==== Exercise material

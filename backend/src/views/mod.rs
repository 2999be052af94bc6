//! HTML rendering of the gallery

use std::fmt::Write;

use crate::{gallery::GalleryPage, image_storage::encode_key};

/// Escapes text for use in HTML content and attribute values
#[must_use]
pub fn escape_html(text: &str) -> String {
    let mut escaped = String::with_capacity(text.len());
    for c in text.chars() {
        match c {
            '&' => escaped.push_str("&amp;"),
            '<' => escaped.push_str("&lt;"),
            '>' => escaped.push_str("&gt;"),
            '"' => escaped.push_str("&quot;"),
            '\'' => escaped.push_str("&#39;"),
            _ => escaped.push(c),
        }
    }
    escaped
}

/// Path of the delete action for an object key
#[must_use]
pub fn delete_action(key: &str) -> String {
    format!("/delete/{}", encode_key(key))
}

/// Renders a full gallery page
#[must_use]
pub fn render_gallery(page: &GalleryPage) -> String {
    let mut html = String::from(
        "<!DOCTYPE html>\n<html lang=\"en\">\n<head>\n\
         <meta charset=\"utf-8\">\n\
         <meta name=\"viewport\" content=\"width=device-width, initial-scale=1\">\n\
         <title>Image Gallery</title>\n\
         <style>\n\
         body { font-family: sans-serif; max-width: 960px; margin: 2rem auto; }\n\
         .grid { display: grid; grid-template-columns: repeat(3, 1fr); gap: 1rem; }\n\
         .card img { width: 100%; height: 200px; object-fit: cover; }\n\
         .error { color: #b00020; }\n\
         </style>\n</head>\n<body>\n<h1>Image Gallery</h1>\n",
    );

    html.push_str(
        "<form action=\"/upload\" method=\"post\" enctype=\"multipart/form-data\">\n\
         <input type=\"file\" name=\"image\" accept=\"image/*\" required>\n\
         <button type=\"submit\">Upload</button>\n</form>\n",
    );

    if let Some(error) = &page.error {
        let _ = writeln!(html, "<p class=\"error\">{}</p>", escape_html(error));
    }

    if page.items.is_empty() {
        html.push_str("<p>No images yet.</p>\n");
    } else {
        html.push_str("<div class=\"grid\">\n");
        for image in &page.items {
            let name = escape_html(&image.display_name);
            let _ = write!(
                html,
                "<div class=\"card\">\n\
                 <img src=\"{url}\" alt=\"{name}\" loading=\"lazy\">\n\
                 <p>{name}</p>\n\
                 <form action=\"{action}\" method=\"post\">\
                 <button type=\"submit\">Delete</button></form>\n\
                 </div>\n",
                url = escape_html(&image.url),
                action = escape_html(&delete_action(&image.key)),
            );
        }
        html.push_str("</div>\n");
    }

    render_pagination(&mut html, page.current_page, page.total_pages);

    html.push_str("</body>\n</html>\n");
    html
}

fn render_pagination(html: &mut String, current_page: usize, total_pages: usize) {
    html.push_str("<nav class=\"pagination\">\n");

    if current_page > 1 {
        let _ = writeln!(html, "<a href=\"/?page={}\">Previous</a>", current_page - 1);
    }

    let _ = writeln!(html, "<span>Page {current_page} of {total_pages}</span>");

    if current_page < total_pages {
        let _ = writeln!(html, "<a href=\"/?page={}\">Next</a>", current_page + 1);
    }

    html.push_str("</nav>\n");
}
use aide::axum::IntoApiResponse;
use axum::{Extension, Json};
use schemars::JsonSchema;
use serde::Serialize;

use crate::types::Environment;

/// Liveness report
#[derive(Debug, Serialize, JsonSchema)]
pub struct HealthResponse {
    status: &'static str,
    /// Current version of the application
    semver: &'static str,
    /// Commit hash of the current build (if available)
    rev: Option<&'static str>,
    /// Deployment stage the process runs in
    environment: String,
}

/// Health check endpoint
///
/// Answers without calling the object store, so a store outage doesn't take
/// the process out of rotation; the gallery renders degraded pages instead.
pub async fn handler(Extension(environment): Extension<Environment>) -> impl IntoApiResponse {
    Json(HealthResponse {
        status: "ok",
        semver: env!("CARGO_PKG_VERSION"),
        rev: option_env!("GIT_REV"),
        environment: environment.to_string(),
    })
}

========

### What you need to do
Find each line of the data above that holds the word "error", then copy it.

### Your solution
         .error { color: #b00020; }\n\
    if let Some(error) = &page.error {
        let _ = writeln!(html, "<p class=\"error\">{}</p>", escape_html(error));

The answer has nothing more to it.